Fund managers still fixated on bonds

For the minority who are bullish on equities, Greater China remains the favoured market.

It looks like we are nowhere near seeing the last of the bond funds that are being dangled by fund management companies to investors who are still a little shell-shocked by the global financial crisis. While the debate about whether equities have bottomed rages on, the conviction towards bonds remains strong.

Global fund managers surveyed by HSBC are decidedly bullish over bonds and bearish about equities. Around 70% of the respondents are overweight bonds within a global portfolio, while 40% are underweight equities and 25% are overweight cash. More fund managers have turned overweight bonds across all geographic sectors, especially for US dollar bonds and global emerging market bonds.

The 12 fund houses surveyed by HSBC are among its partners in fund distribution. Their combined assets under management (AUM) totalled $2.4 trillion as of the end of the first quarter 2009. That makes up 2.8% of the estimated AUM of the global fund management industry. While HSBC's survey takes into consideration sentiment for the current quarter, it used previous quarter data from the respondents for its fund flow analysis.

This quarter's respondents are AllianceBernstein, Allianz Global Investors, Baring Asset Management, BlackRock, Fidelity Investment Management, Franklin Templeton Investments, Invesco Asset Management, Investec Asset Management, JP Morgan Asset Management, Prudential Asset Management, Schroders Investment Management and Société Générale.

Within the equities asset class, the fund managers surveyed by HSBC are overwhelmingly bullish over Greater China equities, despite the general cautionary warning about what are considered to be overstretched valuations in that market.
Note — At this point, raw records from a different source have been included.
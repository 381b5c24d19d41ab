//! Per-client rate limiting middleware.

use std::collections::HashMap;
use std::net::{IpAddr, SocketAddr};
use std::sync::{Arc, Mutex};
use std::time::Instant;

use axum::{
    body::Body,
    extract::{ConnectInfo, State},
    http::Request,
    middleware::Next,
    response::{IntoResponse, Response},
};

use crate::config::RateLimitConfig;
use crate::http::ApiError;
use crate::observability::metrics;

/// Tracked clients before idle buckets are swept on the next new client.
const PRUNE_THRESHOLD: usize = 1024;

/// A simple token bucket rate limiter.
struct TokenBucket {
    tokens: f64,
    last_update: Instant,
}

impl TokenBucket {
    fn try_acquire(&mut self, capacity: f64, refill_rate: f64, now: Instant) -> bool {
        let elapsed = now.saturating_duration_since(self.last_update).as_secs_f64();

        // Refill tokens
        self.tokens = (self.tokens + elapsed * refill_rate).min(capacity);
        self.last_update = now;

        if self.tokens >= 1.0 {
            self.tokens -= 1.0;
            true
        } else {
            false
        }
    }

    /// True once enough time has passed to refill to `capacity`; such a
    /// bucket is indistinguishable from a fresh one.
    fn is_full_at(&self, capacity: f64, refill_rate: f64, now: Instant) -> bool {
        let elapsed = now.saturating_duration_since(self.last_update).as_secs_f64();
        self.tokens + elapsed * refill_rate >= capacity
    }
}

/// Token buckets keyed by client IP.
pub struct RateLimiterState {
    buckets: Mutex<HashMap<IpAddr, TokenBucket>>,
    rps: f64,
    burst: f64,
}

impl RateLimiterState {
    pub fn new(config: &RateLimitConfig) -> Self {
        Self {
            buckets: Mutex::new(HashMap::new()),
            rps: config.requests_per_second as f64,
            burst: config.burst_size as f64,
        }
    }

    /// Take one token for `client`, returning false when none is left.
    pub fn check(&self, client: IpAddr) -> bool {
        self.check_at(client, Instant::now())
    }

    fn check_at(&self, client: IpAddr, now: Instant) -> bool {
        let mut buckets = self.buckets.lock().expect("rate limiter mutex poisoned");
        if buckets.len() >= PRUNE_THRESHOLD && !buckets.contains_key(&client) {
            let before = buckets.len();
            buckets.retain(|_, b| !b.is_full_at(self.burst, self.rps, now));
            tracing::debug!(pruned = before - buckets.len(), "Pruned idle rate limit buckets");
        }
        let bucket = buckets
            .entry(client)
            .or_insert_with(|| TokenBucket {
                tokens: self.burst,
                last_update: now,
            });
        bucket.try_acquire(self.burst, self.rps, now)
    }
}

/// Middleware function for per-IP rate limiting.
pub async fn rate_limit_middleware(
    ConnectInfo(addr): ConnectInfo<SocketAddr>,
    State(state): State<Arc<RateLimiterState>>,
    request: Request<Body>,
    next: Next,
) -> Response {
    let client = addr.ip();
    if state.check(client) {
        next.run(request).await
    } else {
        tracing::warn!(client = %client, path = %request.uri().path(), "Rate limit exceeded");
        metrics::record_rate_limited("rps_limit");
        ApiError::RateLimited.into_response()
    }
}
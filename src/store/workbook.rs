//! Local workbook store.
//!
//! Holds the workbook in memory and, when opened from a file, writes every
//! change back as JSON. The file layout mirrors the Sheets values API: one
//! array of rows per sheet, header first.
//!
//! ```json
//! { "Plants": [["Plant ID", "Plant Name"], ["1", "Tomato"]], "Locations": [], "Containers": [] }
//! ```

use std::collections::HashMap;
use std::fs;
use std::path::{Path, PathBuf};
use std::sync::{Arc, Mutex};

use arc_swap::ArcSwap;
use async_trait::async_trait;
use serde_json::Value;

use crate::model::Table;
use crate::store::{Sheet, SheetStore, StoreError, StoreResult, Workbook};

/// In-memory workbook, optionally persisted to a JSON file.
#[derive(Debug)]
pub struct WorkbookStore {
    path: Option<PathBuf>,
    workbook: ArcSwap<Workbook>,
    writes: Mutex<()>,
}

impl WorkbookStore {
    /// A store that lives only in memory.
    pub fn in_memory(workbook: Workbook) -> Self {
        Self {
            path: None,
            workbook: ArcSwap::from_pointee(workbook),
            writes: Mutex::new(()),
        }
    }

    /// Open a workbook file. A missing file starts an empty workbook that
    /// is created on the first write.
    pub fn open(path: &Path) -> StoreResult<Self> {
        let workbook = if path.exists() {
            read_file(path)?
        } else {
            tracing::info!(path = %path.display(), "Workbook file not found, starting empty");
            Workbook::default()
        };
        Ok(Self {
            path: Some(path.to_path_buf()),
            workbook: ArcSwap::from_pointee(workbook),
            writes: Mutex::new(()),
        })
    }

    pub fn path(&self) -> Option<&Path> {
        self.path.as_deref()
    }

    /// Re-read the backing file, replacing the in-memory snapshot.
    pub fn reload(&self) -> StoreResult<()> {
        let Some(path) = &self.path else {
            return Ok(());
        };
        let workbook = read_file(path)?;
        let _guard = self.writes.lock().expect("workbook write mutex poisoned");
        self.workbook.store(Arc::new(workbook));
        tracing::info!(path = %path.display(), "Workbook reloaded");
        Ok(())
    }

    fn modify(
        &self,
        table: Table,
        change: impl FnOnce(&mut Sheet) -> StoreResult<()>,
    ) -> StoreResult<()> {
        let _guard = self.writes.lock().expect("workbook write mutex poisoned");
        let mut next = Workbook::clone(&self.workbook.load());
        change(next.sheet_mut(table))?;
        if let Some(path) = &self.path {
            write_file(path, &next)?;
        }
        self.workbook.store(Arc::new(next));
        Ok(())
    }
}

#[async_trait]
impl SheetStore for WorkbookStore {
    async fn read_workbook(&self) -> StoreResult<Arc<Workbook>> {
        Ok(self.workbook.load_full())
    }

    async fn append_row(&self, table: Table, row: Vec<String>) -> StoreResult<()> {
        self.modify(table, |sheet| {
            sheet.rows.push(row);
            Ok(())
        })
    }

    async fn update_row(&self, table: Table, index: usize, row: Vec<String>) -> StoreResult<()> {
        self.modify(table, |sheet| match sheet.rows.get_mut(index) {
            Some(slot) => {
                *slot = row;
                Ok(())
            }
            None => Err(StoreError::RowOutOfRange { table, index }),
        })
    }
}

fn read_file(path: &Path) -> StoreResult<Workbook> {
    let content = fs::read_to_string(path)?;
    parse_workbook(&content)
}

/// Parse workbook JSON. Missing sheets start empty.
pub fn parse_workbook(content: &str) -> StoreResult<Workbook> {
    let mut grids: HashMap<String, Vec<Vec<Value>>> =
        serde_json::from_str(content).map_err(|e| StoreError::Parse(e.to_string()))?;
    let mut sheet = |table: Table| {
        Sheet::from_values(table, grids.remove(table.sheet_name()).unwrap_or_default())
    };
    Ok(Workbook {
        plants: sheet(Table::Plants),
        locations: sheet(Table::Locations),
        containers: sheet(Table::Containers),
    })
}

fn write_file(path: &Path, workbook: &Workbook) -> StoreResult<()> {
    let grids: HashMap<&str, Vec<Vec<String>>> = Table::ALL
        .into_iter()
        .map(|t| (t.sheet_name(), workbook.sheet(t).to_values()))
        .collect();
    let json = serde_json::to_string_pretty(&grids).map_err(|e| StoreError::Parse(e.to_string()))?;

    // Write beside the target, then rename over it.
    let tmp = path.with_extension("json.tmp");
    fs::write(&tmp, json)?;
    fs::rename(&tmp, path)?;
    Ok(())
}

#[cfg(test)]
mod tests {
    use super::*;

    fn row(cells: &[&str]) -> Vec<String> {
        cells.iter().map(|s| s.to_string()).collect()
    }

    #[tokio::test]
    async fn test_append_and_update_persist_to_file() {
        let dir = tempfile::tempdir().unwrap();
        let path = dir.path().join("garden.json");

        let store = WorkbookStore::open(&path).unwrap();
        store.append_row(Table::Plants, row(&["1", "Tomato"])).await.unwrap();
        store.update_row(Table::Plants, 0, row(&["1", "Cherry Tomato"])).await.unwrap();

        let reopened = WorkbookStore::open(&path).unwrap();
        let workbook = reopened.read_workbook().await.unwrap();
        assert_eq!(workbook.plants.header, Table::Plants.default_header());
        assert_eq!(workbook.plants.rows, vec![row(&["1", "Cherry Tomato"])]);
    }

    #[tokio::test]
    async fn test_update_out_of_range() {
        let store = WorkbookStore::in_memory(Workbook::default());
        let err = store
            .update_row(Table::Locations, 3, row(&["9"]))
            .await
            .unwrap_err();
        assert!(matches!(err, StoreError::RowOutOfRange { index: 3, .. }));
    }

    #[test]
    fn test_parse_workbook_rejects_bad_json() {
        assert!(matches!(parse_workbook("{not json"), Err(StoreError::Parse(_))));

        let workbook = parse_workbook(r#"{"Plants": [["Plant ID"], ["1"]]}"#).unwrap();
        assert_eq!(workbook.plants.rows.len(), 1);
        assert_eq!(workbook.containers.header, Table::Containers.default_header());
    }
}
Around 75% of the fund managers are positive about Greater China equities, up from 67% in the first quarter of this year.

The biggest deterioration in sentiment involves European and Japanese equities, where respondents became more underweight. They increased their underweight to 36% from 22% in the first quarter in European equities and to 70% from 33% in Japanese equities.

"Despite strong equity rallies at the end of the first quarter, the global economic outlook remains uncertain and markets will continue to be volatile," says Bruno Lee, HSBC's head of liabilities business and wealth management for personal financial services in Hong Kong. "Fund managers are therefore more cautious and discriminating in their equity allocations to ensure they capture value and growth opportunities while staying focused on the relatively less volatile bonds sector, for quality and stability."

Greater China remains the most favoured equities sector among the respondents, Lee notes, because recent economic indicators point to signs that the effects of the stimulus measures are starting to filter throughto the local economy.

The HSBC survey analysed the fund houses by their assets under management (AUM), asset allocation views and their global money flows. The net money flow estimates are derived from movements in AUM versus index movements in the equivalent class.